CS180/280A: Intro to Computer Vision and Computational Photography
Diffusion models generate images by iteratively denoising noise; in Part A, results come from the pretrained DeepFloyd IF text‑to‑image model (Stage I + Stage II). Access was configured on Hugging Face and prompt embeddings were generated on the course clusters. A fixed random seed (1234) is used throughout Part A for reproducibility.
For text‑to‑image sampling, I compared the default num_inference_steps=20 against a longer run with
num_inference_steps=50 (see the 50‑step results below).
The 50‑step outputs look noticeably more realistic and coherent, with finer‑grained texture and fewer artifacts.
This makes sense because more inference steps means more iterative denoising/refinement updates, so the model has more chances
to add detail and clean up structure.
However, longer runs are slower and cost more compute. For simplicity and faster iteration (especially under limited compute), I used 20 steps for the remaining parts of the assignment.

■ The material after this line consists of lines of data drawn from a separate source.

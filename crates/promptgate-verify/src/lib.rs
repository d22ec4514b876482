//! # promptgate-verify
//!
//! The prompt hash verifier for promptgate.
//!
//! This crate provides [`engine::HashVerifier`], which implements the
//! [`promptgate_core::traits::Verifier`] trait. A request passes four hard
//! gates in a fixed order, and the first gate that fails decides the denial:
//!
//! 1. **Presence**: `agent_id`, then `prompt_hash`, must be non-empty.
//! 2. **Format**: `prompt_hash` must match `^[a-f0-9]{64}$`. The registry is
//!    not consulted, so format errors reveal nothing about which agents exist.
//! 3. **Existence**: the agent must be registered. The denial carries no
//!    hash data.
//! 4. **Equality**: the stored hash must equal `prompt_hash` exactly,
//!    compared in constant time.
//!
//! ## Quick start
//!
//! ```rust,ignore
//! use promptgate_verify::engine::HashVerifier;
//! use promptgate_core::traits::Verifier;
//!
//! let verifier = HashVerifier::new();
//! let outcome = verifier.verify(&registry, &request);
//! ```

pub mod engine;

pub use engine::HashVerifier;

Qualitatively, the samples also depend on the prompt: short, precise prompts describing well‑known concepts tend to work best and produce very faithful images. In contrast, longer and more specific prompts often performed worse here, likely because those detailed combinations are less consistently represented in the training distribution.
Below are example prompts and their Stage II upsampled samples.

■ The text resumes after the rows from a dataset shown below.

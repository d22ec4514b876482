//! Audit event and log types.
//!
//! `AuditEvent` wraps one `DecisionRecord` with its chain position and the
//! SHA-256 hashes that make tampering detectable. `AuditLog` is the sealed
//! export of a whole session.

use chrono::{DateTime, Utc};
use serde::{Deserialize, Serialize};

use promptgate_contracts::dispatch::DecisionRecord;

/// A single entry in the SHA-256 hash chain for one session.
#[derive(Debug, Clone, Serialize, Deserialize)]
pub struct AuditEvent {
    /// Position in the chain, starting at 0.
    pub sequence: u64,

    /// The service session (one process lifetime) this event belongs to.
    pub session_id: String,

    pub record: DecisionRecord,

    /// `this_hash` of the previous event, or `GENESIS_HASH` for the first.
    pub prev_hash: String,

    /// SHA-256 (hex) over (session_id, sequence, prev_hash, record).
    pub this_hash: String,
}

impl AuditEvent {
    /// The `prev_hash` of the first event in every chain: 64 hex zeros.
    pub const GENESIS_HASH: &'static str =
        "0000000000000000000000000000000000000000000000000000000000000000";
}

/// A sealed audit log for one session.
#[derive(Debug, Clone, Serialize, Deserialize)]
pub struct AuditLog {
    pub session_id: String,

    /// All events in chain order.
    pub events: Vec<AuditEvent>,

    pub finalized_at: DateTime<Utc>,

    /// `this_hash` of the last event; empty when no events were written.
    pub terminal_hash: String,
}

impl AuditLog {
    /// Number of allowed decisions in the log.
    pub fn allowed_count(&self) -> usize {
        self.events
            .iter()
            .filter(|e| e.record.outcome.is_allowed())
            .count()
    }

    /// Number of denied decisions in the log.
    pub fn denied_count(&self) -> usize {
        self.events.len() - self.allowed_count()
    }
}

DeepFloyd/IF-I-XL-v1.0 license, and logged in via access token..pth file for Colab.
photo of the moon.
a rocket ship.
big frog near a lake.
a rocky coastline.
photo of the moon.
a rocket ship.
big frog near a lake.
a rocky coastline.
The forward diffusion process was implemented:
\(x_t = \sqrt{\bar\alpha_t}\,x_0 + \sqrt{1-\bar\alpha_t}\,\epsilon\),
where \(\bar\alpha_t\) is given by the DeepFloyd schedule and \(\epsilon \sim \mathcal{N}(0,I)\).

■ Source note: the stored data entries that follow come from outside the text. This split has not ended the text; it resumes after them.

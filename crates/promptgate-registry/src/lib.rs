//! # promptgate-registry
//!
//! The immutable agent registry for promptgate, loaded from a prompt
//! lockfile.
//!
//! ## Overview
//!
//! [`Registry`] maps agent ids to their canonical records and implements
//! [`AgentLookup`](promptgate_core::traits::AgentLookup). Loading is
//! fail-closed: a lockfile with the wrong shape, or with any stored hash
//! that is not 64 lowercase hex characters, is rejected at construction.
//!
//! [`RegistryHandle`] holds the registry a running service decides against
//! and replaces it whole on reload.
//!
//! ## Quick start
//!
//! ```rust,ignore
//! use std::path::Path;
//! use promptgate_registry::{Registry, RegistryHandle};
//!
//! let registry = Registry::from_file(Path::new("versions/prompt-lock.json"))?;
//! let handle = RegistryHandle::new(registry);
//! let snapshot = handle.snapshot();
//! ```

pub mod document;
pub mod handle;
pub mod integrity;
pub mod registry;
pub mod sync;

pub use document::{LockDocument, LockfileVersion};
pub use handle::RegistryHandle;
pub use registry::{Registry, RegistryManifest};

// ── Tests ─────────────────────────────────────────────────────────────────────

Using the provided alphas_cumprod, increasing t produces progressively noisier versions of the Campanile.
Before using diffusion models, the forward‑noised Campanile images were denoised with Gaussian blur
(via torchvision.transforms.functional.gaussian_blur). Kernel size and \(\sigma\) were tuned for each noise level,
but even the best results blur out fine details and cannot fully remove structured noise.
At higher timesteps the noise dominates and overlaps with true image edges, so a low‑pass filter cannot separate “noise” from “signal”: increasing \(\sigma\) suppresses noise but also wipes out high‑frequency detail, producing blurry and distorted results.
Highlighted below are the settings that looked best: \(\sigma=1.0\) for \(t=250\), \(\sigma=2.0\) for \(t=500\), and \(\sigma=2.0\) for \(t=750\).
The pretrained Stage I UNet (stage_1.unet) is used (conditioned on the text embedding for
“a high quality photo”) to predict noise in a single step, then \(x_0\) is computed from \(x_t\) and \(\epsilon_\theta(x_t, t)\)
using the closed‑form denoising formula.
A strided schedule from \(t=990\) down to \(0\) (stride 30) is used, together with an iterative_denoise
loop that repeatedly predicts the clean image, interpolates between signal and noise, and adds the model’s learned variance.
Compared to one‑step denoising or Gaussian blur, the iterative sampler produces much cleaner reconstructions.
Given a current timestep \(t\) and the next (less noisy) timestep \(t'\), the strided DDPM update is:
\[ x_{t'}=\frac{\sqrt{\bar{\alpha}_{t'}}\,\beta_t}{1-\bar{\alpha}_t}\,x_0 \;+\; \frac{\sqrt{\alpha_t}\,(1-\bar{\alpha}_{t'})}{1-\bar{\alpha}_t}\,x_t \;+\; v_\sigma \]
Snapshots of the reconstruction as the iterative sampler progresses from a noisy start state toward a clean image.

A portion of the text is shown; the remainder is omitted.